2017~2018年にかけてNHKスペシャルで、
【人体 神秘の巨大ネットワーク】
という特番が放送されました。
脳を頂点とした
ピラミッド型の人体観が覆され、
臓器たちがメッセージを送り合うという、
ネットワーク型の人体観が登場し、
大きな反響を呼びました。
それまでの医学の常識では、
脳が“司令塔”として、
すべての臓器をコントロールし、
それぞれの臓器たちはメカニカルに動き、
脳に支配されているとされていたのが、
なんと臓器たち自らのつぶやきと
受容により自己調律を図っていたという
事実が次々と発見されていったのです。
ふだんNHKの番組はあまり見ない私ですが、
この頃すでに
“身体って思っているよりずっと
すごいんじゃないか‥?
そしてそれは脳だけによるものではなく、
臓器というか細胞ひとつひとつにすら
その可能性が見いだせるのでは…?”
という気持ちが生まれはじめていたので、
この番組を見かけたときには食い入るように
見ていました(笑)
そして、2019年。
その番組ディレクターが、
シリーズを一冊にまとめた本が出版されました。
そのタイトルは、
『人体 神秘の巨大ネットワーク
臓器たちは語り合う』
しばらく本からの引用が続きますが、
番組全体の主旨である“ネットワーク感”
が実感できる部分を抜粋していますので
軽い気持ちで読んでみてください^^
まず、脳が人体を支配しているというイメージは、どこから来たのか?一つには、神経系の存在があります。人間は全身に張り巡らされた感覚神経で情報を脳に集め、運動神経で脳から指令を伝えて身体を動かしてします。まさに、脳が全身を支配している構図です。そしてもうひとつ、ホルモンの仕組みも、脳を中心とする人体観の大きな柱となっていました。脳の中心付近にある「視床下部」という部分は、いわばホルモンの“大元締め”ともいえる重要な部分です。
1980年代に、ANPと呼ばれるペプチド(ホルモンの一種)が、脳の指令ではなく、心臓が独自にだしているものだった、という発見がされたことで医学の世界にパラダイムシフトが起こりました。
ただのポンプだと思っていた心臓がホルモンを出していたのか!という当時の驚きは、なんとなくわかる気がします。まさにここから、「あらゆる臓器がメッセージを出す」という時代へ急速な展開が始まったと言えるでしょう。
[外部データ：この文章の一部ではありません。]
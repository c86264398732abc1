use std::net::SocketAddr;

use gamr::config::AppConfig;
use gamr::AppState;
use mimalloc::MiMalloc;
use tracing_subscriber::{layer::SubscriberExt, util::SubscriberInitExt, EnvFilter};

// M-MIMALLOC-APP: Use mimalloc as global allocator for improved performance.
#[global_allocator]
static GLOBAL: MiMalloc = MiMalloc;

#[tokio::main]
async fn main() -> anyhow::Result<()> {
    dotenvy::dotenv().ok();

    tracing_subscriber::registry()
        .with(
            EnvFilter::try_from_default_env()
                .unwrap_or_else(|_| "gamr=debug,tower_http=debug".into()),
        )
        .with(tracing_subscriber::fmt::layer().json())
        .init();

    let config = AppConfig::from_env();
    let addr: SocketAddr = format!("{}:{}", config.host, config.port).parse()?;

    let state = AppState::new(config);
    tracing::info!(
        host = %addr,
        analysis_mode = ?state.engine.mode(),
        "Starting GAMR risk analytics server"
    );

    let app = gamr::routes::router(state);

    let listener = tokio::net::TcpListener::bind(addr).await?;
    axum::serve(listener, app).await?;

    Ok(())
}
use std::collections::HashMap;

use scraper::Html;
use tracing::debug;

use super::{CheckHit, Technology};
use crate::pattern::Pattern;
use crate::scraper::Scraper;

/// Run `pattern` against one candidate value. Empty-body patterns hit
/// on presence alone; everything else needs a regex match. Inert
/// patterns (failed compile) never hit.
fn check_value(pattern: &Pattern, value: &str, hits: &mut Vec<CheckHit>) {
    if pattern.source.is_empty() {
        hits.push(CheckHit {
            confidence: pattern.confidence,
            version: String::new(),
        });
    } else if pattern.matches(value) {
        hits.push(CheckHit {
            confidence: pattern.confidence,
            version: pattern.resolve_version(value),
        });
    }
}

/// Keyed variant: the evidence key is known to be present, so an
/// empty-body pattern hits once even when the value list is empty.
fn check_values(patterns: &[Pattern], values: &[String], hits: &mut Vec<CheckHit>) {
    for pattern in patterns {
        if pattern.source.is_empty() {
            hits.push(CheckHit {
                confidence: pattern.confidence,
                version: String::new(),
            });
            continue;
        }
        for value in values {
            check_value(pattern, value, hits);
        }
    }
}

impl Technology {
    pub fn check_url(&self, url: &str) -> Vec<CheckHit> {
        let mut hits = Vec::new();
        for pattern in &self.url {
            check_value(pattern, url, &mut hits);
        }
        hits
    }

    pub fn check_html(&self, html: &str) -> Vec<CheckHit> {
        let mut hits = Vec::new();
        for pattern in &self.html {
            check_value(pattern, html, &mut hits);
        }
        hits
    }

    pub fn check_scripts(&self, scripts: &[String]) -> Vec<CheckHit> {
        let mut hits = Vec::new();
        for pattern in &self.scripts {
            for src in scripts {
                check_value(pattern, src, &mut hits);
            }
        }
        hits
    }

    pub fn check_headers(&self, headers: &HashMap<String, Vec<String>>) -> Vec<CheckHit> {
        let mut hits = Vec::new();
        for (name, patterns) in &self.headers {
            if let Some(values) = headers.get(name) {
                check_values(patterns, values, &mut hits);
            }
        }
        hits
    }

    pub fn check_cookies(&self, cookies: &HashMap<String, String>) -> Vec<CheckHit> {
        let mut hits = Vec::new();
        for (name, patterns) in &self.cookies {
            if let Some(value) = cookies.get(name) {
                check_values(patterns, std::slice::from_ref(value), &mut hits);
            }
        }
        hits
    }

    pub fn check_meta(&self, meta: &HashMap<String, Vec<String>>) -> Vec<CheckHit> {
        let mut hits = Vec::new();
        for (name, patterns) in &self.meta {
            if let Some(contents) = meta.get(name) {
                check_values(patterns, contents, &mut hits);
            }
        }
        hits
    }

    pub fn check_dns(&self, dns: &HashMap<String, Vec<String>>) -> Vec<CheckHit> {
        let mut hits = Vec::new();
        for (record_type, patterns) in &self.dns {
            if let Some(values) = dns.get(record_type) {
                check_values(patterns, values, &mut hits);
            }
        }
        hits
    }

    /// Probe the rendered DOM. Only the first element matching each
    /// selector is considered. The document is parsed here and dropped
    /// here: `Html` is not `Sync`, so it must not escape the matcher.
    pub fn check_dom(&self, html: &str) -> Vec<CheckHit> {
        if self.dom.is_empty() {
            return Vec::new();
        }

        let document = Html::parse_document(html);
        let mut hits = Vec::new();

        for probe in &self.dom {
            let Some(element) = document.select(&probe.selector).next() else {
                continue;
            };

            if let Some(exists) = &probe.exists {
                hits.push(CheckHit {
                    confidence: exists.confidence,
                    // Presence probes have nothing to capture from; a
                    // version tag only makes sense as a literal.
                    version: if exists.version.contains('\\') {
                        String::new()
                    } else {
                        exists.version.clone()
                    },
                });
            }

            if !probe.text.is_empty() {
                let text = element.text().collect::<String>();
                for pattern in &probe.text {
                    check_value(pattern, &text, &mut hits);
                }
            }

            for (attribute, patterns) in &probe.attributes {
                if let Some(value) = element.attr(attribute) {
                    for pattern in patterns {
                        check_value(pattern, value, &mut hits);
                    }
                }
            }
        }

        hits
    }

    /// Evaluate JS property probes through the scraper. Only string and
    /// number results count as values; evaluation errors are logged and
    /// isolated to this technology.
    pub async fn check_js(&self, scraper: &dyn Scraper) -> Vec<CheckHit> {
        let mut hits = Vec::new();
        for (property, patterns) in &self.js {
            let value = match scraper.eval_js(property).await {
                Ok(value) => value,
                Err(err) => {
                    debug!(technology = %self.name, property = %property, %err, "eval_js failed");
                    continue;
                }
            };
            let Some(value) = value else { continue };
            check_values(patterns, std::slice::from_ref(&value), &mut hits);
        }
        hits
    }
}
use std::{collections::HashMap, sync::Arc};

use anyhow::{anyhow, Context, Error};
use scraper::Selector;
use serde::Deserialize;
use tracing::debug;

use super::{DomPattern, Technology};
use crate::category::Category;
use crate::pattern::Pattern;

/// The loaded fingerprint document: category table plus technology
/// table, both immutable after load.
#[derive(Debug)]
pub(crate) struct Catalog {
    pub cats: HashMap<i32, Category>,
    pub techs: HashMap<String, Arc<Technology>>,
}

#[derive(Debug, Deserialize)]
struct CatalogRaw {
    technologies: HashMap<String, TechnologyRaw>,
    categories: HashMap<String, Category>,
}

/// Serde mirror of a catalog technology record. Pattern-bearing fields
/// stay untyped here because the catalog writes them as a string, a
/// list, or a map interchangeably; fields this engine does not know are
/// dropped by serde without complaint.
#[derive(Debug, Deserialize)]
#[serde(rename_all = "camelCase")]
struct TechnologyRaw {
    #[serde(default)]
    cats: Vec<i32>,
    #[serde(default)]
    website: String,
    description: Option<String>,
    icon: Option<String>,
    cpe: Option<String>,
    saas: Option<bool>,
    oss: Option<bool>,
    implies: Option<serde_json::Value>,
    excludes: Option<serde_json::Value>,
    url: Option<serde_json::Value>,
    html: Option<serde_json::Value>,
    scripts: Option<serde_json::Value>,
    script_src: Option<serde_json::Value>,
    headers: Option<serde_json::Value>,
    cookies: Option<serde_json::Value>,
    meta: Option<serde_json::Value>,
    dns: Option<serde_json::Value>,
    js: Option<serde_json::Value>,
    dom: Option<serde_json::Value>,
}

/// How pattern-map sub-keys are normalized for lookup.
#[derive(Clone, Copy)]
enum KeyCase {
    Lower,
    Upper,
    /// JS property paths are case sensitive.
    Exact,
}

impl KeyCase {
    fn apply(self, key: String) -> String {
        match self {
            KeyCase::Lower => key.to_ascii_lowercase(),
            KeyCase::Upper => key.to_ascii_uppercase(),
            KeyCase::Exact => key,
        }
    }
}

pub(crate) fn load_catalog(bytes: &[u8]) -> Result<Catalog, Error> {
    let raw = serde_json::from_slice::<CatalogRaw>(bytes)
        .context("Failed to parse fingerprint catalog JSON")?;

    let cats = Category::from_raw(raw.categories)?;

    let mut techs = HashMap::with_capacity(raw.technologies.len());
    for (name, item) in raw.technologies {
        let tech = Technology::from_raw(name.clone(), item, &cats)
            .with_context(|| format!("Loading technology {name}"))?;
        techs.insert(name, Arc::new(tech));
    }

    debug!(
        technologies = techs.len(),
        categories = cats.len(),
        "fingerprint catalog loaded"
    );

    Ok(Catalog { cats, techs })
}

/// Transform an `Option<serde_json::Value>` to a `Vec<T>` with `f`.
///
/// `None` => `vec![]`, `"str"` => `vec![f("str")]`,
/// `[v1, v2, ...]` => `vec![f(v1), f(v2), ...]`; entries `f` rejects
/// are skipped.
fn to_vec<T, F>(value: Option<serde_json::Value>, f: F) -> Vec<T>
where
    F: Fn(serde_json::Value) -> Result<T, Error>,
{
    match value {
        None => Vec::new(),
        Some(serde_json::Value::Array(a)) => a.into_iter().map(f).filter_map(|x| x.ok()).collect(),
        Some(x) => match f(x) {
            Ok(x) => vec![x],
            Err(_) => Vec::new(),
        },
    }
}

fn to_pattern_vec(value: Option<serde_json::Value>) -> Vec<Pattern> {
    to_vec(value, |s| match s {
        serde_json::Value::String(s) => Ok(Pattern::parse(&s)),
        x => Err(anyhow!("Expected a string, found {x}")),
    })
}

#[allow(clippy::type_complexity)]
fn to_pattern_map(
    value: Option<serde_json::Value>,
    case: KeyCase,
) -> Result<Vec<(String, Vec<Pattern>)>, Error> {
    match value {
        None => Ok(Vec::new()),
        Some(serde_json::Value::Object(o)) => Ok(o
            .into_iter()
            .map(|(k, v)| (case.apply(k), to_pattern_vec(Some(v))))
            .collect()),
        Some(x) => Err(anyhow!("Expected an object, found {x}")),
    }
}

impl Technology {
    fn from_raw(
        name: String,
        item: TechnologyRaw,
        cats: &HashMap<i32, Category>,
    ) -> Result<Self, Error> {
        let categories = item
            .cats
            .iter()
            .map(|id| {
                cats.get(id)
                    .map(|c| c.name.clone())
                    .ok_or_else(|| anyhow!("Unknown category ID {id}"))
            })
            .collect::<Result<Vec<_>, _>>()?;

        let mut scripts = to_pattern_vec(item.scripts);
        scripts.extend(to_pattern_vec(item.script_src));

        Ok(Self {
            name,
            cats: item.cats,
            categories,
            website: item.website,
            description: item.description,
            icon: item.icon,
            cpe: item.cpe,
            saas: item.saas,
            oss: item.oss,
            implies: to_pattern_vec(item.implies),
            excludes: to_pattern_vec(item.excludes),
            url: to_pattern_vec(item.url),
            html: to_pattern_vec(item.html),
            scripts,
            headers: to_pattern_map(item.headers, KeyCase::Lower)?,
            cookies: to_pattern_map(item.cookies, KeyCase::Lower)?,
            meta: to_pattern_map(item.meta, KeyCase::Lower)?,
            dns: to_pattern_map(item.dns, KeyCase::Upper)?,
            js: to_pattern_map(item.js, KeyCase::Exact)?,
            dom: item.dom.map(parse_dom_patterns).unwrap_or_default(),
        })
    }
}

/// Parse the `dom` field. Three shapes: a selector string (presence
/// probe), a list of selector strings, or a map
/// `selector → {exists | text | attributes | properties}`. Selectors
/// that fail to parse are skipped, like any other bad pattern.
fn parse_dom_patterns(value: serde_json::Value) -> Vec<DomPattern> {
    match value {
        serde_json::Value::String(s) => presence_probe(&s).into_iter().collect(),
        serde_json::Value::Array(a) => a
            .into_iter()
            .filter_map(|x| match x {
                serde_json::Value::String(s) => presence_probe(&s),
                _ => None,
            })
            .collect(),
        serde_json::Value::Object(o) => {
            let mut probes = Vec::new();
            for (selector, description) in o {
                let Ok(selector) = Selector::parse(&selector) else {
                    continue;
                };
                let mut probe = DomPattern {
                    selector,
                    exists: None,
                    text: Vec::new(),
                    attributes: Vec::new(),
                };
                let serde_json::Value::Object(description) = description else {
                    continue;
                };
                for (key, value) in description {
                    match key.as_str() {
                        "exists" => {
                            if let serde_json::Value::String(s) = value {
                                probe.exists = Some(Pattern::parse(&s));
                            }
                        }
                        "text" => probe.text.extend(to_pattern_vec(Some(value))),
                        "attributes" | "properties" => {
                            if let Ok(map) = to_pattern_map(Some(value), KeyCase::Exact) {
                                probe.attributes.extend(map);
                            }
                        }
                        _ => {}
                    }
                }
                probes.push(probe);
            }
            probes
        }
        _ => Vec::new(),
    }
}

fn presence_probe(input: &str) -> Option<DomPattern> {
    let pattern = Pattern::parse(input);
    let selector = Selector::parse(&pattern.source).ok()?;
    Some(DomPattern {
        selector,
        exists: Some(Pattern {
            source: String::new(),
            regex: None,
            version: pattern.version,
            confidence: pattern.confidence,
        }),
        text: Vec::new(),
        attributes: Vec::new(),
    })
}

#[cfg(test)]
mod test {
    use anyhow::{anyhow, Error};
    use serde_json::json;

    use super::*;

    #[test]
    fn test_to_vec() {
        assert_eq!(to_vec(None, |_| Ok(())), vec![]);

        assert_eq!(to_vec(Some(json!(1)), |x| Ok(x.as_i64().unwrap())), vec![1]);

        assert_eq!(
            to_vec(Some(json!(1)), |_| Err::<(), Error>(anyhow!("anyhow"))),
            vec![],
        );

        assert_eq!(
            to_vec(Some(json!([1, 2, 3])), |x| Ok(x.as_i64().unwrap())),
            vec![1, 2, 3],
        );
    }

    #[test]
    fn pattern_fields_accept_all_three_shapes() {
        let doc = json!({
            "categories": {"1": {"name": "CMS", "priority": 1}},
            "technologies": {
                "Single": {"cats": [1], "website": "", "url": "example"},
                "List": {"cats": [1], "website": "", "url": ["one", "two"]},
                "Keyed": {
                    "cats": [1],
                    "website": "",
                    "headers": {"Server": "nginx", "X-Powered-By": ["a", "b"]}
                }
            }
        });
        let catalog = load_catalog(serde_json::to_vec(&doc).unwrap().as_slice()).unwrap();

        assert_eq!(catalog.techs["Single"].url.len(), 1);
        assert_eq!(catalog.techs["List"].url.len(), 2);

        let keyed = &catalog.techs["Keyed"];
        let server = keyed.headers.iter().find(|(k, _)| k == "server").unwrap();
        assert_eq!(server.1.len(), 1);
        let powered = keyed
            .headers
            .iter()
            .find(|(k, _)| k == "x-powered-by")
            .unwrap();
        assert_eq!(powered.1.len(), 2);
    }

    #[test]
    fn unknown_fields_are_ignored() {
        let doc = json!({
            "categories": {},
            "technologies": {
                "Odd": {"website": "", "pricing": ["low"], "requires": "Thing", "probe": {"/x": ""}}
            }
        });
        let catalog = load_catalog(serde_json::to_vec(&doc).unwrap().as_slice()).unwrap();
        assert!(catalog.techs.contains_key("Odd"));
    }

    #[test]
    fn unresolved_category_is_fatal() {
        let doc = json!({
            "categories": {"1": {"name": "CMS", "priority": 1}},
            "technologies": {"Ghost": {"cats": [99], "website": ""}}
        });
        assert!(load_catalog(serde_json::to_vec(&doc).unwrap().as_slice()).is_err());
    }

    #[test]
    fn script_src_merges_into_scripts() {
        let doc = json!({
            "categories": {},
            "technologies": {
                "JQ": {"website": "", "scripts": "jquery", "scriptSrc": "jquery-ui"}
            }
        });
        let catalog = load_catalog(serde_json::to_vec(&doc).unwrap().as_slice()).unwrap();
        assert_eq!(catalog.techs["JQ"].scripts.len(), 2);
    }

    #[test]
    fn dns_keys_are_upper_cased() {
        let doc = json!({
            "categories": {},
            "technologies": {"T": {"website": "", "dns": {"mx": "example"}}}
        });
        let catalog = load_catalog(serde_json::to_vec(&doc).unwrap().as_slice()).unwrap();
        assert_eq!(catalog.techs["T"].dns[0].0, "MX");
    }

    #[test]
    fn implies_carry_tags() {
        let doc = json!({
            "categories": {},
            "technologies": {
                "WP": {"website": "", "implies": ["PHP\\;confidence:50", "MySQL"]}
            }
        });
        let catalog = load_catalog(serde_json::to_vec(&doc).unwrap().as_slice()).unwrap();
        let implies = &catalog.techs["WP"].implies;
        assert_eq!(implies[0].source, "PHP");
        assert_eq!(implies[0].confidence, 50);
        assert_eq!(implies[1].source, "MySQL");
        assert_eq!(implies[1].confidence, 100);
    }

    #[test]
    fn dom_shapes_parse() {
        let doc = json!({
            "categories": {},
            "technologies": {
                "A": {"website": "", "dom": "#wpadminbar"},
                "B": {"website": "", "dom": ["#a", "#b\\;confidence:40"]},
                "C": {"website": "", "dom": {
                    "meta[name=generator]": {
                        "attributes": {"content": "WordPress(?: ([\\d.]+))?\\;version:\\1"},
                        "text": "",
                        "exists": ""
                    }
                }}
            }
        });
        let catalog = load_catalog(serde_json::to_vec(&doc).unwrap().as_slice()).unwrap();

        assert_eq!(catalog.techs["A"].dom.len(), 1);
        assert!(catalog.techs["A"].dom[0].exists.is_some());

        assert_eq!(catalog.techs["B"].dom.len(), 2);
        assert_eq!(catalog.techs["B"].dom[1].exists.as_ref().unwrap().confidence, 40);

        let probe = &catalog.techs["C"].dom[0];
        assert!(probe.exists.is_some());
        assert_eq!(probe.attributes[0].0, "content");
    }

    #[test]
    fn bad_selector_is_skipped() {
        let doc = json!({
            "categories": {},
            "technologies": {"T": {"website": "", "dom": ":::not-a-selector"}}
        });
        let catalog = load_catalog(serde_json::to_vec(&doc).unwrap().as_slice()).unwrap();
        assert!(catalog.techs["T"].dom.is_empty());
    }

    #[test]
    fn malformed_document_is_an_error() {
        assert!(load_catalog(b"not json").is_err());
    }
}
メッセージ物質とは、正式名称ではなく、体内のネットワークのなかで臓器から臓器へ、細胞から細胞へと情報を伝えているホルモンをはじめとした物質全般のことです。
血管には、栄養や酸素を全身に運び、老廃物を回収する「輸送路」の役目がありますが、それと同時に「情報回線」としての役目も担っていたのです。血液を通して運ばれるメッセージ物質は、ほぼすべての細胞に行き渡るようになっています。
実際には、メッセージ物質は指令というよりも『つぶやき』と考えたほうがより現実に近いような気がします。心臓は誰かに命令しようというよりも、自分の状態をつぶやいているだけ。それが血液に乗って全身に広がっていくと、腎臓や血管がその声に応えて、行動を起こしている。そんなふうに見たほうがピッタリくるのです。これは、メッセージ物質全般にあてはまる特徴だと言えます。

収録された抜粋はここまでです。